Privatization has trickled into Belarus, showing that while its leadership still clamours for control of heavy industry, there is room for money to come into profitable businesses from outside – and even, perhaps, startups.
However corruption remains considerably high, and Belarus is among the worst of Europe’s performers in Transparency International’s Corruption Perceptions Index, ranking 119th of 175 states. “You need to have an informal network of contacts to run business after it grows above some threshold, which involves informal payments or concessions,” says Laksiej Lavončyk, an IT expert and lawyer.
“It is a kind of corporate social responsibility which is Belarusian-enforced: a company opening production of window panes will be asked to put windows into several nearby kindergartens and schools free of charge – or to local authorities buildings,” he adds. “In essence, the state makes enterprises pay some social costs which it should be paying itself. Hence higher business costs; hence higher price for final consumers.”
Lavončyk lists just two advantages the country holds. One is the aforementioned skill force, the other being the low local wage, which is towards the foot of Europe’s salary table. Aliaksandr Kharkauski, CEO and founder of DarkStone Games, adds that foreign investment has ground to a halt, and that gaming professionals in particular learn their core skills through books, the web and private courses. “To be honest, I have never heard news like, ‘Oh my god, that’s so cool that our government made such a good program or initiative’,” he says. Startup wages, adds Kharkauski, are usually between $800 and $1,300.
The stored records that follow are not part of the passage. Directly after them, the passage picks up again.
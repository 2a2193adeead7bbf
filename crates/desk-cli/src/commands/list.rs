use desk_store::ArticleOps;

use crate::cli::GlobalFlags;
use crate::cli::root_commands::ListArgs;
use crate::commands::shared::responses::ListResponse;
use crate::context::AppContext;
use crate::output::output;

/// Handle `desk list`.
pub fn handle(args: &ListArgs, ctx: &mut AppContext, flags: &GlobalFlags) -> anyhow::Result<()> {
    let (dashboard, store) = ctx.app.dashboard_and_store();

    dashboard.set_search(args.search.clone().unwrap_or_default());
    dashboard.set_status(args.status);
    if let Some(rows) = args.rows
        && !dashboard.set_rows_per_page(rows)
    {
        let options = dashboard
            .rows_per_page_options()
            .iter()
            .map(ToString::to_string)
            .collect::<Vec<_>>()
            .join(", ");
        anyhow::bail!("invalid --rows {rows}: expected one of {options}");
    }
    dashboard.set_page(args.page);

    let view = dashboard.view(store.articles());
    output(
        &ListResponse::new(dashboard.search(), dashboard.status(), &view),
        flags.format,
    )
}
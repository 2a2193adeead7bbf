//! Pagination controls derived from a [`ViewPage`].

use crate::pipeline::ViewPage;

/// `"{start}-{end} of {total}"`, 1-based and inclusive. `start` is 0 when
/// nothing matched.
#[must_use]
pub fn range_label(page: usize, page_size: usize, total: usize) -> String {
    let page = page.max(1);
    let start = if total == 0 {
        0
    } else {
        (page - 1).saturating_mul(page_size) + 1
    };
    let end = page.saturating_mul(page_size).min(total);
    format!("{start}-{end} of {total}")
}

/// The previous-page control is disabled on the first page.
#[must_use]
pub const fn has_prev(page: usize) -> bool {
    page > 1
}

/// The next-page control is disabled on (or past) the last page.
#[must_use]
pub const fn has_next(page: usize, total_pages: usize) -> bool {
    page < total_pages
}

impl ViewPage<'_> {
    #[must_use]
    pub fn range_label(&self) -> String {
        range_label(self.page, self.page_size, self.total_items)
    }

    #[must_use]
    pub const fn has_prev(&self) -> bool {
        has_prev(self.page)
    }

    #[must_use]
    pub const fn has_next(&self) -> bool {
        has_next(self.page, self.total_pages)
    }
}

#[cfg(test)]
mod tests {
    use super::*;
    use pretty_assertions::assert_eq;
    use rstest::rstest;

    #[rstest]
    #[case(1, 10, 25, "1-10 of 25")]
    #[case(3, 10, 25, "21-25 of 25")]
    #[case(1, 10, 0, "0-0 of 0")]
    #[case(2, 5, 7, "6-7 of 7")]
    #[case(1, 50, 3, "1-3 of 3")]
    fn labels(#[case] page: usize, #[case] size: usize, #[case] total: usize, #[case] expected: &str) {
        assert_eq!(range_label(page, size, total), expected);
    }

    #[rstest]
    #[case(1, 3, false, true)]
    #[case(2, 3, true, true)]
    #[case(3, 3, true, false)]
    #[case(1, 0, false, false)]
    #[case(1, 1, false, false)]
    fn enablement(
        #[case] page: usize,
        #[case] total_pages: usize,
        #[case] prev: bool,
        #[case] next: bool,
    ) {
        assert_eq!(has_prev(page), prev);
        assert_eq!(has_next(page, total_pages), next);
    }
}
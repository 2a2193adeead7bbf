//! The host shell: owns the article store and switches between the
//! dashboard and the live-site preview.
//!
//! The store is injected once with [`App::mount`]. Reaching for it before
//! that is an integration bug, so [`App::store`] and friends panic instead of
//! returning an `Option`.

use std::cell::{Cell, RefCell};
use std::rc::Rc;

use desk_store::{ArticleStore, KeyedStore};

use crate::dashboard::Dashboard;
use crate::live_site::LiveSite;

/// Which page the shell is showing.
#[derive(Debug, Clone, Default, PartialEq, Eq)]
pub enum Route {
    #[default]
    Dashboard,
    LiveSite(LiveSite),
}

pub struct App<S: KeyedStore> {
    store: Option<ArticleStore<S>>,
    dashboard: Dashboard,
    route: Rc<RefCell<Route>>,
    revision: Rc<Cell<u64>>,
}

impl<S: KeyedStore> App<S> {
    #[must_use]
    pub fn new(dashboard: Dashboard) -> Self {
        Self {
            store: None,
            dashboard,
            route: Rc::new(RefCell::new(Route::Dashboard)),
            revision: Rc::new(Cell::new(0)),
        }
    }

    /// Hand the store to the shell and wire its navigation signal and change
    /// notifications.
    pub fn mount(&mut self, mut store: ArticleStore<S>) {
        let route = Rc::clone(&self.route);
        store.set_navigator(move |id| {
            tracing::debug!(id, "navigating to live site");
            *route.borrow_mut() = Route::LiveSite(LiveSite::new(id));
        });

        let revision = Rc::clone(&self.revision);
        store.subscribe(move |_| revision.set(revision.get() + 1));

        self.store = Some(store);
    }

    #[must_use]
    pub const fn is_mounted(&self) -> bool {
        self.store.is_some()
    }

    /// # Panics
    ///
    /// Panics if called before [`App::mount`].
    #[must_use]
    #[track_caller]
    pub fn store(&self) -> &ArticleStore<S> {
        match &self.store {
            Some(store) => store,
            None => not_mounted(),
        }
    }

    /// # Panics
    ///
    /// Panics if called before [`App::mount`].
    #[track_caller]
    pub fn store_mut(&mut self) -> &mut ArticleStore<S> {
        match &mut self.store {
            Some(store) => store,
            None => not_mounted(),
        }
    }

    /// Dashboard and store together, for dashboard operations that write.
    ///
    /// # Panics
    ///
    /// Panics if called before [`App::mount`].
    #[track_caller]
    pub fn dashboard_and_store(&mut self) -> (&mut Dashboard, &mut ArticleStore<S>) {
        match &mut self.store {
            Some(store) => (&mut self.dashboard, store),
            None => not_mounted(),
        }
    }

    #[must_use]
    pub const fn dashboard(&self) -> &Dashboard {
        &self.dashboard
    }

    pub const fn dashboard_mut(&mut self) -> &mut Dashboard {
        &mut self.dashboard
    }

    #[must_use]
    pub fn route(&self) -> Route {
        self.route.borrow().clone()
    }

    /// Mutate the live-site state in place, if it is the current route.
    pub fn with_live_site<R>(&self, f: impl FnOnce(&mut LiveSite) -> R) -> Option<R> {
        match &mut *self.route.borrow_mut() {
            Route::LiveSite(site) => Some(f(site)),
            Route::Dashboard => None,
        }
    }

    /// Leave the preview for the dashboard.
    pub fn go_back(&self) {
        *self.route.borrow_mut() = Route::Dashboard;
    }

    /// Bumped after every applied store mutation. Views re-derive when it moves.
    #[must_use]
    pub fn revision(&self) -> u64 {
        self.revision.get()
    }
}

#[track_caller]
fn not_mounted() -> ! {
    panic!("article store used before App::mount; the shell must be mounted with a store first")
}
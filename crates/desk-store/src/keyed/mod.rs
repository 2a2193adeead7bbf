//! Persistent keyed store: synchronous get/set of JSON values by string key.
//!
//! Backends implement the raw string contract; the JSON and typed layers
//! (`read`, `write`, [`load_or`], [`save`]) are shared.

mod file;
mod memory;

pub use file::FileKeyedStore;
pub use memory::MemoryKeyedStore;

use serde::Serialize;
use serde::de::DeserializeOwned;

use crate::error::StoreError;

/// A synchronous, single-writer key-value store of JSON documents.
pub trait KeyedStore {
    /// Raw stored text. `Ok(None)` when the key is absent.
    ///
    /// # Errors
    ///
    /// Returns `StoreError` if the backing medium cannot be read.
    fn read_raw(&self, key: &str) -> Result<Option<String>, StoreError>;

    /// Replace the stored text under `key`. Must be all-or-nothing.
    ///
    /// # Errors
    ///
    /// Returns `StoreError` if the backing medium cannot be written.
    fn write_raw(&mut self, key: &str, value: &str) -> Result<(), StoreError>;

    /// Read the JSON value under `key`.
    ///
    /// # Errors
    ///
    /// Returns `StoreError::Parse` if the stored text is not JSON.
    fn read(&self, key: &str) -> Result<Option<serde_json::Value>, StoreError> {
        self.read_raw(key)?
            .map(|raw| {
                serde_json::from_str(&raw).map_err(|source| StoreError::Parse {
                    key: key.to_string(),
                    source,
                })
            })
            .transpose()
    }

    /// Write a JSON value under `key`.
    ///
    /// # Errors
    ///
    /// Returns `StoreError` if serialization or the write fails.
    fn write(&mut self, key: &str, value: &serde_json::Value) -> Result<(), StoreError> {
        let raw = serde_json::to_string(value)?;
        self.write_raw(key, &raw)
    }
}

/// Load a typed value, falling back to `default` when the key is absent or
/// unreadable. Failures are logged, never returned.
pub fn load_or<T, S, F>(store: &S, key: &str, default: F) -> T
where
    T: DeserializeOwned,
    S: KeyedStore + ?Sized,
    F: FnOnce() -> T,
{
    let value = match store.read(key) {
        Ok(Some(value)) => value,
        Ok(None) => {
            tracing::debug!(key, "no stored value, using default");
            return default();
        }
        Err(error) => {
            tracing::error!(key, %error, "failed to read stored value, using default");
            return default();
        }
    };

    match serde_json::from_value(value) {
        Ok(parsed) => parsed,
        Err(source) => {
            let error = StoreError::Parse {
                key: key.to_string(),
                source,
            };
            tracing::error!(key, %error, "stored value has unexpected shape, using default");
            default()
        }
    }
}

/// Serialize and store a typed value under `key`.
///
/// # Errors
///
/// Returns `StoreError` if serialization or the write fails.
pub fn save<T, S>(store: &mut S, key: &str, value: &T) -> Result<(), StoreError>
where
    T: Serialize + ?Sized,
    S: KeyedStore + ?Sized,
{
    let raw = serde_json::to_string(value)?;
    store.write_raw(key, &raw)
}
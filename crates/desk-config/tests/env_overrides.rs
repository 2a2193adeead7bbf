use figment::Jail;
use desk_config::DeskConfig;
use pretty_assertions::assert_eq;

#[test]
fn env_sets_nested_values() {
    Jail::expect_with(|jail| {
        jail.set_env("NEWSDESK_STORAGE__DIR", "/srv/newsdesk");
        jail.set_env("NEWSDESK_DASHBOARD__ROWS_PER_PAGE", "50");

        let config = DeskConfig::load().expect("config loads");
        assert_eq!(config.storage.dir, "/srv/newsdesk");
        assert_eq!(config.dashboard.rows_per_page, 50);
        Ok(())
    });
}

#[test]
fn env_beats_project_toml() {
    Jail::expect_with(|jail| {
        jail.create_dir(".newsdesk")?;
        jail.create_file(
            ".newsdesk/config.toml",
            r#"
[storage]
key = "from_toml"
"#,
        )?;
        jail.set_env("NEWSDESK_STORAGE__KEY", "from_env");

        let config = DeskConfig::load().expect("config loads");
        assert_eq!(config.storage.key, "from_env");
        Ok(())
    });
}

#[test]
fn unrelated_env_is_ignored() {
    Jail::expect_with(|jail| {
        jail.set_env("OTHERAPP_STORAGE__KEY", "nope");

        let config = DeskConfig::load().expect("config loads");
        assert_eq!(config.storage.key, "cms_articles");
        Ok(())
    });
}
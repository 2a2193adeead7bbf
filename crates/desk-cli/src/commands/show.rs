use desk_store::ArticleOps;
use desk_view::Route;

use crate::cli::GlobalFlags;
use crate::cli::root_commands::ShowArgs;
use crate::commands::shared::responses::PreviewResponse;
use crate::context::AppContext;
use crate::output::output;

/// Handle `desk show`: navigate to the live-site preview and render it.
pub fn handle(args: &ShowArgs, ctx: &mut AppContext, flags: &GlobalFlags) -> anyhow::Result<()> {
    ctx.app.store_mut().goto_article(&args.id);

    let articles = ctx.app.store().snapshot();
    ctx.app.with_live_site(|site| site.advance_images(&articles, args.image));

    let Route::LiveSite(site) = ctx.app.route() else {
        anyhow::bail!("navigation to article '{}' did not reach the live site", args.id);
    };
    let response = PreviewResponse::from(site.render(&articles));
    ctx.app.go_back();
    output(&response, flags.format)
}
Upon the fall of the USSR, “Belarusian companies were mostly working with foreign clients – as it was more lucrative to do so,” says Laksiej Lavončyk. “There was no internal market for software in which you could earn at least half as much as you could earn selling your development skills abroad.
“Belarusians could charge rates that were moderate for Americans,” adds Lavončyk, “but sky-high for Belarusian companies – hence a lot of orders originating from Belarusian internal market were actually placed in Ukraine, which remained cheaper.” Belarusians still nominate work in US dollars, which has helped during the current Russian ruble crisis.
That said, there are several basic factors hampering Belarus’ progress in the tech market – not least a prohibitively high cost of Internet and phone services, which are monopolized by the national operator Beltelekam, and which are higher than equivalents in nearby Poland and Lithuania. In fact Belarus is one of only two countries in Europe – the other being Bosnia and Herzegovina – where Skyping someone local can cost as much as, for example, Zimbabwe.
In addition air travel, another of the government’s keepsafes, often cuts Belarus off from potential visits. BELAVIA, the national carrier, has a hold over Minsk’s two airports and cheap carriers are forbidden. Many businesspeople opt instead for a flight to Vilnius, the Lithuanian capital, and take a three-hour ride by car instead. Even Belarusians are beginning to call Vilnius International ‘Minsk-3’.
One major city which has remained within affordable reach of Minsk, however, is Moscow, where until recently many Belarusian developers headed for work. “The rates Russians were paying till 2014 were higher than Belarusian ones – and Belarusians could remain working in Minsk and travel to Moscow whenever necessary using ten-times-a-day train or plane connections,” says Lavončyk.
If Lukashenko gets his Industrial Park dream on time, and Belarus can continue to forge an economic path away from its neighbours, the country could yet become the ‘tiger’ it was once professed to be. However few Belarusians will be holding their breath. Privatization and success are possible in Belarus. But they come slow, and alongside a government still unwilling to give up its core infrastructure.